Genetic pigmentation disorder of the skin and hair

Piebaldism refers to the absence of mature melanin-forming cells (melanocytes) in certain areas of the skin and hair. It is a rare autosomal dominant disorder of melanocyte development. Common characteristics include a congenital white forelock, scattered normal pigmented and hypopigmented macules and a triangular shaped depigmented patch on the forehead. There is nevertheless great variation in the degree and pattern of presentation, even within affected families. In some cases, piebaldism occurs together with severe developmental problems, as in Waardenburg syndrome and Hirschsprung's disease.

==Etiology==
Piebaldism has been documented to occur in all races, and is found in nearly every species of mammal. The condition is very common in mice, rabbits, dogs, sheep, deer, cattle and horses—where selective breeding has increased the incidence of the mutation—but occurs among chimpanzees and other primates only as rarely as among humans. Piebaldism is unrelated to conditions such as vitiligo or poliosis.
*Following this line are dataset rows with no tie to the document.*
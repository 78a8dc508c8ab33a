//! In-process content provider.
//!
//! Keeps metadata and bytes in memory. Besides serving as a lightweight
//! store, it models the parts of a real provider that are hard to reach
//! otherwise: records owned by another process, one-shot grant tokens and
//! open handle accounting.

use crate::index::RecordIndex;
use crate::{ContentProvider, ReadStream, Row, RowCursor, Selection, WriteStream};
use mediadir_core::{
    CollectionAddress, Column, ContentUri, MediaCategory, RecordValues, SortOrder, StorageMode,
};
use mediadir_error::{GrantRequest, MediaDirResult, StoreError, StoreErrorKind};
use std::collections::{HashMap, HashSet};
use std::io::Cursor;
use std::pin::Pin;
use std::sync::atomic::{AtomicUsize, Ordering};
use std::sync::{Arc, Mutex, MutexGuard};
use std::task::{Context, Poll};
use tokio::io::{AsyncRead, AsyncWrite, ReadBuf};

/// Volume root reported in path hints under legacy mode.
const VOLUME_ROOT: &str = "/storage/emulated/0";

/// How the provider answers mutations of a record this process does not own.
#[derive(Debug, Clone, Copy, PartialEq, Eq, Hash, derive_more::Display)]
pub enum ForeignAccess {
    /// Deny, but offer a grant request the user can approve
    #[display("recoverable")]
    Recoverable,
    /// Deny outright
    #[display("denied")]
    Denied,
}

#[derive(Debug, Default)]
struct MemoryState {
    index: Option<RecordIndex>,
    contents: HashMap<u64, Vec<u8>>,
    foreign: HashMap<u64, ForeignAccess>,
    unreadable: HashSet<u64>,
    tokens: HashMap<String, u64>,
    granted: HashSet<u64>,
    issued_tokens: u64,
    mutation_attempts: u64,
}

impl MemoryState {
    /// The metadata index, opened on first use.
    fn index(&mut self) -> MediaDirResult<&mut RecordIndex> {
        let index = match self.index.take() {
            Some(index) => index,
            None => RecordIndex::in_memory()?,
        };
        Ok(self.index.insert(index))
    }

    /// Admit one mutation of `id`, consuming a grant if one is held.
    fn check_access(&mut self, uri: &ContentUri, action: &str) -> MediaDirResult<()> {
        let id = uri.id();
        let Some(access) = self.foreign.get(&id).copied() else {
            return Ok(());
        };
        if self.granted.remove(&id) {
            tracing::debug!(%uri, action, "Consumed grant for foreign record");
            return Ok(());
        }
        match access {
            ForeignAccess::Denied => Err(StoreError::new(StoreErrorKind::PermissionDenied(
                format!("{} of {} is not permitted", action, uri),
            ))
            .into()),
            ForeignAccess::Recoverable => {
                self.issued_tokens += 1;
                let token = format!("grant-{}", self.issued_tokens);
                self.tokens.insert(token.clone(), id);
                tracing::debug!(%uri, action, token = %token, "Issued grant request");
                Err(StoreError::new(StoreErrorKind::RecoverablePermissionDenied {
                    reason: format!("{} is owned by another application", uri),
                    grant: GrantRequest::new(token, format!("{} {}", action, uri)),
                })
                .into())
            }
        }
    }
}

/// Counts live cursors and streams.
#[derive(Debug)]
struct HandleGuard {
    open: Arc<AtomicUsize>,
}

impl HandleGuard {
    fn new(open: &Arc<AtomicUsize>) -> Self {
        open.fetch_add(1, Ordering::SeqCst);
        Self { open: open.clone() }
    }
}

impl Drop for HandleGuard {
    fn drop(&mut self) {
        self.open.fetch_sub(1, Ordering::SeqCst);
    }
}

struct MemoryCursor {
    rows: std::vec::IntoIter<Row>,
    _guard: HandleGuard,
}

#[async_trait::async_trait]
impl RowCursor for MemoryCursor {
    async fn next_row(&mut self) -> MediaDirResult<Option<Row>> {
        Ok(self.rows.next())
    }
}

struct MemoryReader {
    inner: Cursor<Vec<u8>>,
    _guard: HandleGuard,
}

impl AsyncRead for MemoryReader {
    fn poll_read(
        self: Pin<&mut Self>,
        cx: &mut Context<'_>,
        buf: &mut ReadBuf<'_>,
    ) -> Poll<std::io::Result<()>> {
        Pin::new(&mut self.get_mut().inner).poll_read(cx, buf)
    }
}

/// Buffers written bytes and commits them to the record on flush, shutdown
/// or drop.
struct MemoryWriter {
    uri: ContentUri,
    buffer: Vec<u8>,
    dirty: bool,
    state: Arc<Mutex<MemoryState>>,
    _guard: HandleGuard,
}

impl MemoryWriter {
    fn commit(&mut self) -> std::io::Result<()> {
        if !self.dirty {
            return Ok(());
        }
        let mut state = self
            .state
            .lock()
            .map_err(|_| std::io::Error::other("provider state lock poisoned"))?;
        let now = chrono::Utc::now().timestamp();
        let size = self.buffer.len() as u64;
        let id = self.uri.id();
        let index = state
            .index()
            .map_err(|e| std::io::Error::other(e.to_string()))?;
        let present = index
            .get(self.uri.address(), id)
            .map_err(|e| std::io::Error::other(e.to_string()))?
            .is_some();
        if !present {
            return Err(std::io::Error::new(
                std::io::ErrorKind::NotFound,
                format!("{} was deleted while open for writing", self.uri),
            ));
        }
        index
            .record_stats(&[(id, size, now)])
            .map_err(|e| std::io::Error::other(e.to_string()))?;
        state.contents.insert(id, self.buffer.clone());
        self.dirty = false;
        Ok(())
    }
}

impl AsyncWrite for MemoryWriter {
    fn poll_write(
        self: Pin<&mut Self>,
        _cx: &mut Context<'_>,
        buf: &[u8],
    ) -> Poll<std::io::Result<usize>> {
        let this = self.get_mut();
        this.buffer.extend_from_slice(buf);
        this.dirty = true;
        Poll::Ready(Ok(buf.len()))
    }

    fn poll_flush(self: Pin<&mut Self>, _cx: &mut Context<'_>) -> Poll<std::io::Result<()>> {
        Poll::Ready(self.get_mut().commit())
    }

    fn poll_shutdown(self: Pin<&mut Self>, _cx: &mut Context<'_>) -> Poll<std::io::Result<()>> {
        Poll::Ready(self.get_mut().commit())
    }
}

impl Drop for MemoryWriter {
    fn drop(&mut self) {
        if let Err(e) = self.commit() {
            tracing::warn!(uri = %self.uri, error = %e, "Dropped writer failed to commit");
        }
    }
}

/// Content provider that keeps everything in memory.
///
/// # Example
///
/// ```rust
/// use mediadir_core::{MediaCategory, RecordValues, StorageMode};
/// use mediadir_storage::{ContentProvider, InMemoryProvider};
///
/// # async fn example() -> Result<(), Box<dyn std::error::Error>> {
/// let provider = InMemoryProvider::new(StorageMode::Scoped);
/// let values = RecordValues::default()
///     .with_display_name("q1.pdf")
///     .with_mime_type("application/pdf")
///     .with_relative_path("Documents");
/// let uri = provider
///     .insert(MediaCategory::Documents.collection_address(), &values)
///     .await?;
/// assert_eq!(uri.id(), 1);
/// # Ok(())
/// # }
/// ```
#[derive(Debug, Clone)]
pub struct InMemoryProvider {
    mode: StorageMode,
    state: Arc<Mutex<MemoryState>>,
    open: Arc<AtomicUsize>,
}

impl Default for InMemoryProvider {
    fn default() -> Self {
        Self::new(StorageMode::default())
    }
}

impl InMemoryProvider {
    /// Empty provider in the given mode.
    pub fn new(mode: StorageMode) -> Self {
        Self {
            mode,
            state: Arc::new(Mutex::new(MemoryState::default())),
            open: Arc::new(AtomicUsize::new(0)),
        }
    }

    fn state(&self) -> MediaDirResult<MutexGuard<'_, MemoryState>> {
        self.state.lock().map_err(|_| {
            StoreError::new(StoreErrorKind::Io(
                "provider state lock poisoned".to_string(),
            ))
            .into()
        })
    }

    fn data_path(&self, relative_path: &str, display_name: &str) -> Option<String> {
        self.mode
            .exposes_paths()
            .then(|| format!("{}/{}/{}", VOLUME_ROOT, relative_path, display_name))
    }

    /// Add a record owned by another application, with its bytes.
    ///
    /// Mutations of the record are answered according to `access` until the
    /// user approves a grant for it.
    #[tracing::instrument(skip(self, bytes), fields(size = bytes.len()))]
    pub fn seed_foreign(
        &self,
        category: MediaCategory,
        display_name: &str,
        sub_path: Option<&str>,
        bytes: &[u8],
        access: ForeignAccess,
    ) -> MediaDirResult<ContentUri> {
        let location = category.locate(sub_path);
        let values = RecordValues::default()
            .with_display_name(display_name)
            .with_mime_type(category.mime_type_for(display_name))
            .with_relative_path(location.relative_path().clone());
        let now = chrono::Utc::now().timestamp();
        let mut state = self.state()?;
        let index = state.index()?;
        let id = index.insert(*location.address(), &values, now)?;
        index.record_stats(&[(id, bytes.len() as u64, now)])?;
        state.contents.insert(id, bytes.to_vec());
        state.foreign.insert(id, access);
        Ok(ContentUri::new(*location.address(), id))
    }

    /// Approve a grant request, as the user would.
    ///
    /// The grant admits exactly one further mutation of the record. Returns
    /// `false` if the token is unknown or was already used.
    pub fn approve(&self, token: &str) -> MediaDirResult<bool> {
        let mut state = self.state()?;
        match state.tokens.remove(token) {
            Some(id) => {
                state.granted.insert(id);
                tracing::info!(token, id, "Grant approved");
                Ok(true)
            }
            None => Ok(false),
        }
    }

    /// Keep the metadata row but make its bytes unopenable.
    pub fn mark_unreadable(&self, uri: &ContentUri) -> MediaDirResult<()> {
        self.state()?.unreadable.insert(uri.id());
        Ok(())
    }

    /// Committed bytes of a record.
    pub fn contents(&self, uri: &ContentUri) -> MediaDirResult<Option<Vec<u8>>> {
        Ok(self.state()?.contents.get(&uri.id()).cloned())
    }

    /// Number of cursors and streams currently open.
    pub fn open_handles(&self) -> usize {
        self.open.load(Ordering::SeqCst)
    }

    /// Number of update and delete calls received.
    pub fn mutation_attempts(&self) -> MediaDirResult<u64> {
        Ok(self.state()?.mutation_attempts)
    }
}

#[async_trait::async_trait]
impl ContentProvider for InMemoryProvider {
    fn storage_mode(&self) -> StorageMode {
        self.mode
    }

    #[tracing::instrument(skip(self, values), fields(address = %address))]
    async fn insert(
        &self,
        address: CollectionAddress,
        values: &RecordValues,
    ) -> MediaDirResult<ContentUri> {
        let mut state = self.state()?;
        let id = state
            .index()?
            .insert(address, values, chrono::Utc::now().timestamp())?;
        state.contents.insert(id, Vec::new());
        tracing::debug!(id, "Inserted record");
        Ok(ContentUri::new(address, id))
    }

    #[tracing::instrument(skip(self, projection, selection, sort), fields(address = %address, selection = %selection))]
    async fn query(
        &self,
        address: CollectionAddress,
        projection: &[Column],
        selection: &Selection,
        sort: &SortOrder,
    ) -> MediaDirResult<Box<dyn RowCursor>> {
        let records = self.state()?.index()?.select(address, selection, sort)?;
        let rows: Vec<Row> = records
            .iter()
            .map(|record| {
                record.row(
                    projection,
                    self.data_path(&record.relative_path, &record.display_name),
                )
            })
            .collect();
        tracing::debug!(count = rows.len(), "Query matched");
        Ok(Box::new(MemoryCursor {
            rows: rows.into_iter(),
            _guard: HandleGuard::new(&self.open),
        }))
    }

    #[tracing::instrument(skip(self, values), fields(uri = %uri))]
    async fn update(&self, uri: &ContentUri, values: &RecordValues) -> MediaDirResult<u64> {
        let mut state = self.state()?;
        state.mutation_attempts += 1;
        if state.index()?.get(uri.address(), uri.id())?.is_none() {
            return Ok(0);
        }
        state.check_access(uri, "update")?;
        state.index()?.apply(uri.address(), uri.id(), values)
    }

    #[tracing::instrument(skip(self), fields(uri = %uri))]
    async fn delete(&self, uri: &ContentUri) -> MediaDirResult<u64> {
        let mut state = self.state()?;
        state.mutation_attempts += 1;
        if state.index()?.get(uri.address(), uri.id())?.is_none() {
            return Ok(0);
        }
        state.check_access(uri, "delete")?;
        let rows = state.index()?.remove(uri.address(), uri.id())?;
        state.contents.remove(&uri.id());
        state.foreign.remove(&uri.id());
        state.unreadable.remove(&uri.id());
        Ok(rows)
    }

    #[tracing::instrument(skip(self), fields(uri = %uri))]
    async fn open_read(&self, uri: &ContentUri) -> MediaDirResult<ReadStream> {
        let mut state = self.state()?;
        if state.index()?.get(uri.address(), uri.id())?.is_none() {
            return Err(StoreError::new(StoreErrorKind::NotFound(uri.to_string())).into());
        }
        if state.unreadable.contains(&uri.id()) {
            return Err(StoreError::new(StoreErrorKind::Io(format!(
                "{} cannot be opened",
                uri
            )))
            .into());
        }
        let bytes = state.contents.get(&uri.id()).cloned().unwrap_or_default();
        Ok(Box::new(MemoryReader {
            inner: Cursor::new(bytes),
            _guard: HandleGuard::new(&self.open),
        }))
    }

    #[tracing::instrument(skip(self), fields(uri = %uri))]
    async fn open_write(&self, uri: &ContentUri) -> MediaDirResult<WriteStream> {
        let mut state = self.state()?;
        if state.index()?.get(uri.address(), uri.id())?.is_none() {
            return Err(StoreError::new(StoreErrorKind::NotFound(uri.to_string())).into());
        }
        state.check_access(uri, "write")?;
        state.contents.insert(uri.id(), Vec::new());
        state
            .index()?
            .record_stats(&[(uri.id(), 0, chrono::Utc::now().timestamp())])?;
        Ok(Box::new(MemoryWriter {
            uri: *uri,
            buffer: Vec::new(),
            dirty: false,
            state: self.state.clone(),
            _guard: HandleGuard::new(&self.open),
        }))
    }
}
Although "partial albinism" is a synonym for piebaldism, it is a fundamentally different condition from true albinism. The vision problems associated with albinism are not usually present as eye pigmentation is normal. Piebaldism differs from albinism in that the affected cells maintain the ability to produce pigment but have that specific function turned off. In albinism the cells lack the ability to produce pigment altogether. Human piebaldism has been observed to be associated with a very wide range and varying degrees of endocrine disorders, and is occasionally found together with heterochromia of the irises, congenital deafness, or incomplete gastrointestinal tract development, possibly all with the common cause of premature cutting off of human fetal growth hormone during gestation. Piebaldism is a kind of neurocristopathy, involving defects of various neural crest cell lineages that include melanocytes, but also involving many other tissues derived from the neural crest. Oncogenic factors, including mistranscription, are hypothesized to be related to the degree of phenotypic variation among affected individuals.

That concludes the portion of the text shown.